The Red Sea Multiplier Effect

The Hormuz closure does not stand alone. Simultaneously, Houthi controlled Yemen resumed attacks in the Red Sea in early March 2026, forcing global shipping to reroute around Africa’s Cape of Good Hope, adding 3,000 to 3,500 nautical miles and 10 to 14 days to Asia or Europe routes.

The last time this happened (late 2023), the results were stark:

  • Container freight rates to Europe tripled
  • Marine insurance premiums jumped from $10,000-20,000 to $150,000-500,000 per voyage
  • Chemical freight rates became three times more expensive
  • Extra cost per container: $200-400 per TEU

(Source: Chemicals United, 2026)

For cleaning product manufacturers sourcing raw materials from Asia or the Middle East, these are not abstract numbers.
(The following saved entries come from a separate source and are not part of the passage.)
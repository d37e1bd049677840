use crate::shared::data::load_list;
use crate::shared::form_fields::{form_error, input_field, text_field};
use crate::shared::modal::Modal;
use contracts::domain::a004_contract::{Contract, ContractDto};
use contracts::domain::a005_service::Service;
use contracts::shared::EntityId;
use leptos::prelude::*;
use thaw::*;

/// New contracts are always licensee contracts; editing keeps the flag.
#[component]
pub fn ContractDetails(
    dto: ContractDto,
    #[prop(into)] existing: Signal<Vec<Contract>>,
    on_saved: Callback<Contract>,
    on_cancel: Callback<()>,
    next_id: Callback<(), EntityId>,
) -> impl IntoView {
    let is_edit = dto.id.is_some();
    let form = RwSignal::new(dto);
    let error = RwSignal::new(None::<String>);
    let services: Vec<Service> = load_list::<Service>(error)
        .into_iter()
        .filter(|s| s.status.is_active())
        .collect();

    let save = move |_| {
        let dto = form.get_untracked();
        let current = dto
            .id
            .and_then(|id| existing.with_untracked(|all| all.iter().find(|c| c.id == id).cloned()));
        let result = match current {
            Some(mut contract) => contract.update(&dto).map(|_| contract),
            None => Contract::new_licensee(next_id.run(()), &dto),
        };
        match result {
            Ok(contract) => on_saved.run(contract),
            Err(e) => error.set(Some(e.to_string())),
        }
    };

    view! {
        <Modal
            title=if is_edit { "Edit Contract".to_string() } else { "Add Contract".to_string() }
            on_close=on_cancel
        >
            {form_error(error)}
            {text_field(form, "Contract Number *", |f| f.number.clone(), |f, v| f.number = v)}
            <div class="form__row">
                {input_field(form, "Start Date *", "date", |f| f.start_time.clone(), |f, v| f.start_time = v)}
                {input_field(form, "End Date *", "date", |f| f.end_time.clone(), |f, v| f.end_time = v)}
            </div>
            <div class="form__group">
                <label class="form__label">"Service Type"</label>
                <select
                    class="form__select"
                    prop:value=move || form.with(|f| f.service_type.clone())
                    on:change=move |ev| form.update(|f| f.service_type = event_target_value(&ev))
                >
                    <option value="">"Select service"</option>
                    {services.iter().map(|s| {
                        let code = s.name.to_lowercase();
                        view! { <option value=code>{s.name.clone()}</option> }
                    }).collect_view()}
                </select>
            </div>
            <div class="modal-footer">
                <Button appearance=ButtonAppearance::Secondary on_click=move |_| on_cancel.run(())>"Cancel"</Button>
                <Button appearance=ButtonAppearance::Primary on_click=save>
                    {if is_edit { "Save Changes" } else { "Add Contract" }}
                </Button>
            </div>
        </Modal>
    }
}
They translate directly into higher production costs, longer lead times, and ultimately higher prices on the shelf.

What This Means For The Cleaning And Hygiene Industry

Europe’s chemical sector was already under strain before this conflict, high energy costs, plant closures, and post pandemic supply chain fragility had left little buffer. The Hormuz closure has removed what remained.
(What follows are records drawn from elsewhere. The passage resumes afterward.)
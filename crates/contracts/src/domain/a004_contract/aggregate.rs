use crate::domain::common::AggregateRoot;
use crate::shared::datetime::parse_date;
use crate::shared::{EntityId, RecordStatus, StorageKey, ValidationError};
use serde::{Deserialize, Serialize};

#[derive(Debug, Clone, PartialEq, Serialize, Deserialize)]
#[serde(rename_all = "camelCase")]
pub struct Contract {
    pub id: EntityId,
    pub number: String,
    /// `YYYY-MM-DD`
    pub start_time: String,
    pub end_time: String,
    #[serde(default)]
    pub service_type: String,
    #[serde(default)]
    pub is_licensee: bool,
    #[serde(default)]
    pub status: RecordStatus,
}

#[derive(Debug, Clone, PartialEq, Default, Serialize, Deserialize)]
pub struct ContractDto {
    pub id: Option<EntityId>,
    pub number: String,
    pub start_time: String,
    pub end_time: String,
    pub service_type: String,
}

impl From<&Contract> for ContractDto {
    fn from(c: &Contract) -> Self {
        Self {
            id: Some(c.id),
            number: c.number.clone(),
            start_time: c.start_time.clone(),
            end_time: c.end_time.clone(),
            service_type: c.service_type.clone(),
        }
    }
}

impl ContractDto {
    pub fn validate(&self) -> Result<(), ValidationError> {
        if self.number.trim().is_empty() || self.start_time.trim().is_empty() || self.end_time.trim().is_empty() {
            return Err(ValidationError::RequiredFields);
        }
        let start = parse_date(&self.start_time).ok_or_else(|| ValidationError::InvalidDate(self.start_time.clone()))?;
        let end = parse_date(&self.end_time).ok_or_else(|| ValidationError::InvalidDate(self.end_time.clone()))?;
        if end <= start {
            return Err(ValidationError::EndBeforeStart);
        }
        Ok(())
    }
}

impl Contract {
    /// Contracts created from the portal are always licensee contracts.
    pub fn new_licensee(id: EntityId, dto: &ContractDto) -> Result<Self, ValidationError> {
        dto.validate()?;
        Ok(Self {
            id,
            number: dto.number.trim().to_string(),
            start_time: dto.start_time.clone(),
            end_time: dto.end_time.clone(),
            service_type: dto.service_type.clone(),
            is_licensee: true,
            status: RecordStatus::Active,
        })
    }

    /// Editing never touches `is_licensee`.
    pub fn update(&mut self, dto: &ContractDto) -> Result<(), ValidationError> {
        dto.validate()?;
        self.number = dto.number.trim().to_string();
        self.start_time = dto.start_time.clone();
        self.end_time = dto.end_time.clone();
        self.service_type = dto.service_type.clone();
        Ok(())
    }
}

impl AggregateRoot for Contract {
    type Id = EntityId;

    fn id(&self) -> Self::Id {
        self.id
    }

    fn description(&self) -> &str {
        &self.number
    }

    fn aggregate_index() -> &'static str {
        "a004"
    }

    fn collection_name() -> &'static str {
        "contract"
    }

    fn element_name() -> &'static str {
        "Contract"
    }

    fn list_name() -> &'static str {
        "Contracts"
    }

    fn storage_key() -> StorageKey {
        StorageKey::Contracts
    }

    fn seed() -> Vec<Self> {
        let rows: [(&str, &str, &str, &str, bool); 8] = [
            ("CON001", "2024-01-01", "2024-12-31", "maintenance", true),
            ("CON002", "2024-02-01", "2024-11-30", "cleaning", false),
            ("CON003", "2024-03-01", "2025-02-28", "security", true),
            ("CON004", "2024-04-01", "2025-03-31", "maintenance", false),
            ("CON005", "2024-05-01", "2025-04-30", "cleaning", true),
            ("CON006", "2024-06-01", "2025-05-31", "security", false),
            ("CON007", "2024-07-01", "2025-06-30", "inspection", true),
            ("CON008", "2024-08-01", "2025-07-31", "maintenance", false),
        ];
        rows.iter()
            .enumerate()
            .map(|(idx, (number, start, end, service, licensee))| Contract {
                id: EntityId(idx as u64 + 1),
                number: number.to_string(),
                start_time: start.to_string(),
                end_time: end.to_string(),
                service_type: service.to_string(),
                is_licensee: *licensee,
                status: RecordStatus::Active,
            })
            .collect()
    }
}

#[cfg(test)]
mod tests {
    use super::*;

    fn dto(start: &str, end: &str) -> ContractDto {
        ContractDto {
            id: None,
            number: "CON009".into(),
            start_time: start.into(),
            end_time: end.into(),
            service_type: "cleaning".into(),
        }
    }

    #[test]
    fn test_end_must_follow_start() {
        assert_eq!(dto("2025-01-10", "2025-01-10").validate(), Err(ValidationError::EndBeforeStart));
        assert_eq!(dto("2025-01-10", "2025-01-01").validate(), Err(ValidationError::EndBeforeStart));
        assert_eq!(dto("2025-01-10", "").validate(), Err(ValidationError::RequiredFields));
        assert!(dto("2025-01-10", "2025-06-30").validate().is_ok());
    }

    #[test]
    fn test_licensee_flag_is_fixed() {
        let mut contract = Contract::new_licensee(EntityId(9), &dto("2025-01-01", "2025-12-31")).unwrap();
        assert!(contract.is_licensee);

        let mut seeded = Contract::seed().remove(1);
        assert!(!seeded.is_licensee);
        seeded.update(&dto("2025-01-01", "2025-12-31")).unwrap();
        assert!(!seeded.is_licensee);
        assert_eq!(seeded.number, "CON009");

        contract.update(&dto("2025-01-01", "2026-01-01")).unwrap();
        assert!(contract.is_licensee);
    }

    #[test]
    fn test_seed_numbers() {
        let numbers: Vec<String> = Contract::seed().into_iter().map(|c| c.number).collect();
        assert_eq!(numbers.first().map(String::as_str), Some("CON001"));
        assert_eq!(numbers.last().map(String::as_str), Some("CON008"));
        assert_eq!(numbers.len(), 8);
    }
}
Key industry impacts include:

  • Raw material price inflation – surfactant and solvent feedstock costs rising sharply
  • Product shortages – particularly in hospital grade disinfectants and IPA based sanitisers
  • Longer lead times – manufacturers facing 2-4 week delays on chemical deliveries
  • Reformulation pressure – brands exploring bio based or alternative source ingredients
  • Price pass-through to buyers – B2B cleaning supply contracts facing renegotiation

For facilities managers, contract cleaners, hotels, care homes and schools, the businesses that rely on consistent, affordable janitorial and hygiene supplies, this is not a temporary blip. Analysts at Wood Mackenzie warn that a prolonged Hormuz disruption could push oil above $100 per barrel, with cascading effects across the entire chemical value chain. (Source: Wood Mackenzie, 2026)

The Resilience Lesson

Wars end. Supply chains adapt. But the businesses that survive disruption are those that act before shortages hit, not after.

The cleaning and hygiene industry has learned this lesson before, during COVID-19, when IPA and sodium hypochlorite disappeared from shelves overnight. The Iran conflict is a slower moving version of the same shock, and the window to prepare is still open.

Sourcing from suppliers with EU based manufacturing, diversified supply chains, and certified quality standards is no longer a premium option. It is a business necessity.